**Your assignment**
Return the listing below character for character.
..........
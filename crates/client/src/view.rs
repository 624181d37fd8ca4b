//! Declarative description of what the map should show.
//!
//! A [`MapView`] is rebuilt from [`SpotMap`] on every state change; a
//! renderer draws it as-is and never filters or formats on its own.

use quietfinder_core::campus::{IconStyle, MapConfig, MarkerIcon, CAMPUS_NAME};
use quietfinder_core::expiry::{minutes_remaining, TIME_LIMIT_MS};
use quietfinder_core::spot::{GeoPosition, SpotStatus};
use serde::Serialize;

use crate::widget::{Banner, SpotMap};

pub const LEGEND_SUBTITLE: &str = "Crowdsourced Study Spots";
pub const FORM_TITLE: &str = "Add New Spot";
pub const NAME_PLACEHOLDER: &str = "Location Name...";
pub const POST_LABEL: &str = "Post";
pub const CANCEL_LABEL: &str = "Cancel";

#[derive(Debug, Clone, PartialEq, Serialize)]
pub struct MapView {
    pub map: MapConfig,
    pub legend: Legend,
    pub markers: Vec<SpotMarker>,
    pub pending: Option<PendingMarker>,
    pub banner: Option<Banner>,
}

#[derive(Debug, Clone, PartialEq, Serialize)]
pub struct Legend {
    pub title: &'static str,
    pub subtitle: &'static str,
    pub entries: Vec<LegendEntry>,
    pub footnote: String,
}

#[derive(Debug, Clone, PartialEq, Serialize)]
pub struct LegendEntry {
    pub icon: MarkerIcon,
    pub label: &'static str,
}

/// One persisted, still-visible spot.
#[derive(Debug, Clone, PartialEq, Serialize)]
pub struct SpotMarker {
    pub id: String,
    pub position: GeoPosition,
    pub icon: IconStyle,
    pub popup: SpotPopup,
}

#[derive(Debug, Clone, PartialEq, Serialize)]
pub struct SpotPopup {
    pub name: String,
    pub status_label: &'static str,
    pub minutes_remaining: i64,
}

impl SpotPopup {
    /// Footer line, e.g. `Expires in: 42 min`.
    pub fn expiry_line(&self) -> String {
        format!("Expires in: {} min", self.minutes_remaining)
    }
}

/// The unsaved pin with its entry form.
#[derive(Debug, Clone, PartialEq, Serialize)]
pub struct PendingMarker {
    pub position: GeoPosition,
    pub icon: IconStyle,
    pub form: FormView,
}

#[derive(Debug, Clone, PartialEq, Serialize)]
pub struct FormView {
    pub title: &'static str,
    pub name_placeholder: &'static str,
    pub name: String,
    pub status: SpotStatus,
    pub status_options: Vec<StatusOption>,
    pub submit_label: &'static str,
    pub cancel_label: &'static str,
}

#[derive(Debug, Clone, PartialEq, Serialize)]
pub struct StatusOption {
    pub value: SpotStatus,
    pub label: &'static str,
}

fn legend() -> Legend {
    Legend {
        title: CAMPUS_NAME,
        subtitle: LEGEND_SUBTITLE,
        entries: vec![
            LegendEntry {
                icon: MarkerIcon::Green,
                label: "Quiet / Empty",
            },
            LegendEntry {
                icon: MarkerIcon::Red,
                label: "Crowded / Noisy",
            },
        ],
        footnote: format!("*Pins vanish in {} minutes", TIME_LIMIT_MS / 60_000),
    }
}

fn status_options() -> Vec<StatusOption> {
    vec![
        StatusOption {
            value: SpotStatus::Quiet,
            label: "🟢 Quiet / Empty",
        },
        StatusOption {
            value: SpotStatus::Crowded,
            label: "🔴 Crowded / Noisy",
        },
    ]
}

pub fn render(map: &SpotMap) -> MapView {
    let now = map.now();

    let markers = map
        .visible_spots()
        .into_iter()
        .map(|spot| SpotMarker {
            position: spot.position(),
            icon: MarkerIcon::for_status(spot.status).style(),
            popup: SpotPopup {
                status_label: spot.status.label(),
                minutes_remaining: minutes_remaining(&spot, now),
                name: spot.name,
            },
            id: spot.id,
        })
        .collect();

    let pending = map.pending().map(|pending| PendingMarker {
        position: pending.position,
        icon: MarkerIcon::pending().style(),
        form: FormView {
            title: FORM_TITLE,
            name_placeholder: NAME_PLACEHOLDER,
            name: map.form().name.clone(),
            status: map.form().status,
            status_options: status_options(),
            submit_label: POST_LABEL,
            cancel_label: CANCEL_LABEL,
        },
    });

    MapView {
        map: MapConfig::campus(),
        legend: legend(),
        markers,
        pending,
        banner: map.banner().cloned(),
    }
}

#[cfg(test)]
mod tests {
    use quietfinder_core::spot::Spot;
    use quietfinder_core::store::SnapshotEvent;

    use super::*;

    const T0: i64 = 1_700_000_000_000;

    fn spot(id: &str, status: SpotStatus, timestamp: i64) -> Spot {
        Spot {
            id: id.into(),
            name: format!("{id} hall"),
            status,
            lat: 28.54,
            lng: 77.16,
            timestamp,
        }
    }

    #[test]
    fn markers_follow_status_and_expiry() {
        let mut map = SpotMap::new(T0);
        map.apply(SnapshotEvent::Snapshot(vec![
            spot("new", SpotStatus::Crowded, T0),
            spot("old", SpotStatus::Quiet, T0 - TIME_LIMIT_MS),
        ]));

        let view = map.view();

        assert_eq!(view.markers.len(), 1);
        let marker = &view.markers[0];
        assert_eq!(marker.id, "new");
        assert_eq!(marker.icon.icon, MarkerIcon::Red);
        assert_eq!(marker.popup.name, "new hall");
        assert_eq!(marker.popup.status_label, "CROWDED");
        assert_eq!(marker.popup.expiry_line(), "Expires in: 60 min");
    }

    #[test]
    fn pending_marker_is_blue_with_form() {
        let mut map = SpotMap::new(T0);
        map.click(GeoPosition::new(28.541, 77.167));
        map.set_name("Lawn");

        let view = map.view();
        let pending = view.pending.expect("pending marker");

        assert_eq!(pending.icon.icon, MarkerIcon::Blue);
        assert_eq!(pending.form.name, "Lawn");
        assert_eq!(pending.form.status, SpotStatus::Quiet);
        let labels: Vec<_> = pending.form.status_options.iter().map(|o| o.label).collect();
        assert_eq!(labels, ["🟢 Quiet / Empty", "🔴 Crowded / Noisy"]);
        assert_eq!(pending.form.submit_label, "Post");
    }

    #[test]
    fn no_pending_marker_without_click() {
        let view = SpotMap::new(T0).view();
        assert!(view.pending.is_none());
        assert_eq!(view.banner, Some(Banner::Connecting));
    }

    #[test]
    fn legend_footnote_tracks_time_limit() {
        let view = SpotMap::new(T0).view();
        assert_eq!(view.legend.footnote, "*Pins vanish in 60 minutes");
        assert_eq!(view.legend.subtitle, LEGEND_SUBTITLE);
        assert_eq!(view.legend.entries.len(), 2);
    }
}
..........
**Result of this task**
filename crates/client/src/view.rs
repository 624181d37fd8ca4b
//! Declarative description of what the map should show.
//!
//! A [`MapView`] is rebuilt from [`SpotMap`] on every state change; a
//! renderer draws it as-is and never filters or formats on its own.

use quietfinder_core::campus::{IconStyle, MapConfig, MarkerIcon, CAMPUS_NAME};
use quietfinder_core::expiry::{minutes_remaining, TIME_LIMIT_MS};
use quietfinder_core::spot::{GeoPosition, SpotStatus};
use serde::Serialize;

use crate::widget::{Banner, SpotMap};

pub const LEGEND_SUBTITLE: &str = "Crowdsourced Study Spots";
pub const FORM_TITLE: &str = "Add New Spot";
pub const NAME_PLACEHOLDER: &str = "Location Name...";
pub const POST_LABEL: &str = "Post";
pub const CANCEL_LABEL: &str = "Cancel";

#[derive(Debug, Clone, PartialEq, Serialize)]
pub struct MapView {
    pub map: MapConfig,
    pub legend: Legend,
    pub markers: Vec<SpotMarker>,
    pub pending: Option<PendingMarker>,
    pub banner: Option<Banner>,
}

#[derive(Debug, Clone, PartialEq, Serialize)]
pub struct Legend {
    pub title: &'static str,
    pub subtitle: &'static str,
    pub entries: Vec<LegendEntry>,
    pub footnote: String,
}

#[derive(Debug, Clone, PartialEq, Serialize)]
pub struct LegendEntry {
    pub icon: MarkerIcon,
    pub label: &'static str,
}

/// One persisted, still-visible spot.
#[derive(Debug, Clone, PartialEq, Serialize)]
pub struct SpotMarker {
    pub id: String,
    pub position: GeoPosition,
    pub icon: IconStyle,
    pub popup: SpotPopup,
}

#[derive(Debug, Clone, PartialEq, Serialize)]
pub struct SpotPopup {
    pub name: String,
    pub status_label: &'static str,
    pub minutes_remaining: i64,
}

impl SpotPopup {
    /// Footer line, e.g. `Expires in: 42 min`.
    pub fn expiry_line(&self) -> String {
        format!("Expires in: {} min", self.minutes_remaining)
    }
}

/// The unsaved pin with its entry form.
#[derive(Debug, Clone, PartialEq, Serialize)]
pub struct PendingMarker {
    pub position: GeoPosition,
    pub icon: IconStyle,
    pub form: FormView,
}

#[derive(Debug, Clone, PartialEq, Serialize)]
pub struct FormView {
    pub title: &'static str,
    pub name_placeholder: &'static str,
    pub name: String,
    pub status: SpotStatus,
    pub status_options: Vec<StatusOption>,
    pub submit_label: &'static str,
    pub cancel_label: &'static str,
}

#[derive(Debug, Clone, PartialEq, Serialize)]
pub struct StatusOption {
    pub value: SpotStatus,
    pub label: &'static str,
}

fn legend() -> Legend {
    Legend {
        title: CAMPUS_NAME,
        subtitle: LEGEND_SUBTITLE,
        entries: vec![
            LegendEntry {
                icon: MarkerIcon::Green,
                label: "Quiet / Empty",
            },
            LegendEntry {
                icon: MarkerIcon::Red,
                label: "Crowded / Noisy",
            },
        ],
        footnote: format!("*Pins vanish in {} minutes", TIME_LIMIT_MS / 60_000),
    }
}

fn status_options() -> Vec<StatusOption> {
    vec![
        StatusOption {
            value: SpotStatus::Quiet,
            label: "🟢 Quiet / Empty",
        },
        StatusOption {
            value: SpotStatus::Crowded,
            label: "🔴 Crowded / Noisy",
        },
    ]
}

pub fn render(map: &SpotMap) -> MapView {
    let now = map.now();

    let markers = map
        .visible_spots()
        .into_iter()
        .map(|spot| SpotMarker {
            position: spot.position(),
            icon: MarkerIcon::for_status(spot.status).style(),
            popup: SpotPopup {
                status_label: spot.status.label(),
                minutes_remaining: minutes_remaining(&spot, now),
                name: spot.name,
            },
            id: spot.id,
        })
        .collect();

    let pending = map.pending().map(|pending| PendingMarker {
        position: pending.position,
        icon: MarkerIcon::pending().style(),
        form: FormView {
            title: FORM_TITLE,
            name_placeholder: NAME_PLACEHOLDER,
            name: map.form().name.clone(),
            status: map.form().status,
            status_options: status_options(),
            submit_label: POST_LABEL,
            cancel_label: CANCEL_LABEL,
        },
    });

    MapView {
        map: MapConfig::campus(),
        legend: legend(),
        markers,
        pending,
        banner: map.banner().cloned(),
    }
}

#[cfg(test)]
mod tests {
    use quietfinder_core::spot::Spot;
    use quietfinder_core::store::SnapshotEvent;

    use super::*;

    const T0: i64 = 1_700_000_000_000;

    fn spot(id: &str, status: SpotStatus, timestamp: i64) -> Spot {
        Spot {
            id: id.into(),
            name: format!("{id} hall"),
            status,
            lat: 28.54,
            lng: 77.16,
            timestamp,
        }
    }

    #[test]
    fn markers_follow_status_and_expiry() {
        let mut map = SpotMap::new(T0);
        map.apply(SnapshotEvent::Snapshot(vec![
            spot("new", SpotStatus::Crowded, T0),
            spot("old", SpotStatus::Quiet, T0 - TIME_LIMIT_MS),
        ]));

        let view = map.view();

        assert_eq!(view.markers.len(), 1);
        let marker = &view.markers[0];
        assert_eq!(marker.id, "new");
        assert_eq!(marker.icon.icon, MarkerIcon::Red);
        assert_eq!(marker.popup.name, "new hall");
        assert_eq!(marker.popup.status_label, "CROWDED");
        assert_eq!(marker.popup.expiry_line(), "Expires in: 60 min");
    }

    #[test]
    fn pending_marker_is_blue_with_form() {
        let mut map = SpotMap::new(T0);
        map.click(GeoPosition::new(28.541, 77.167));
        map.set_name("Lawn");

        let view = map.view();
        let pending = view.pending.expect("pending marker");

        assert_eq!(pending.icon.icon, MarkerIcon::Blue);
        assert_eq!(pending.form.name, "Lawn");
        assert_eq!(pending.form.status, SpotStatus::Quiet);
        let labels: Vec<_> = pending.form.status_options.iter().map(|o| o.label).collect();
        assert_eq!(labels, ["🟢 Quiet / Empty", "🔴 Crowded / Noisy"]);
        assert_eq!(pending.form.submit_label, "Post");
    }

    #[test]
    fn no_pending_marker_without_click() {
        let view = SpotMap::new(T0).view();
        assert!(view.pending.is_none());
        assert_eq!(view.banner, Some(Banner::Connecting));
    }

    #[test]
    fn legend_footnote_tracks_time_limit() {
        let view = SpotMap::new(T0).view();
        assert_eq!(view.legend.footnote, "*Pins vanish in 60 minutes");
        assert_eq!(view.legend.subtitle, LEGEND_SUBTITLE);
        assert_eq!(view.legend.entries.len(), 2);
    }
}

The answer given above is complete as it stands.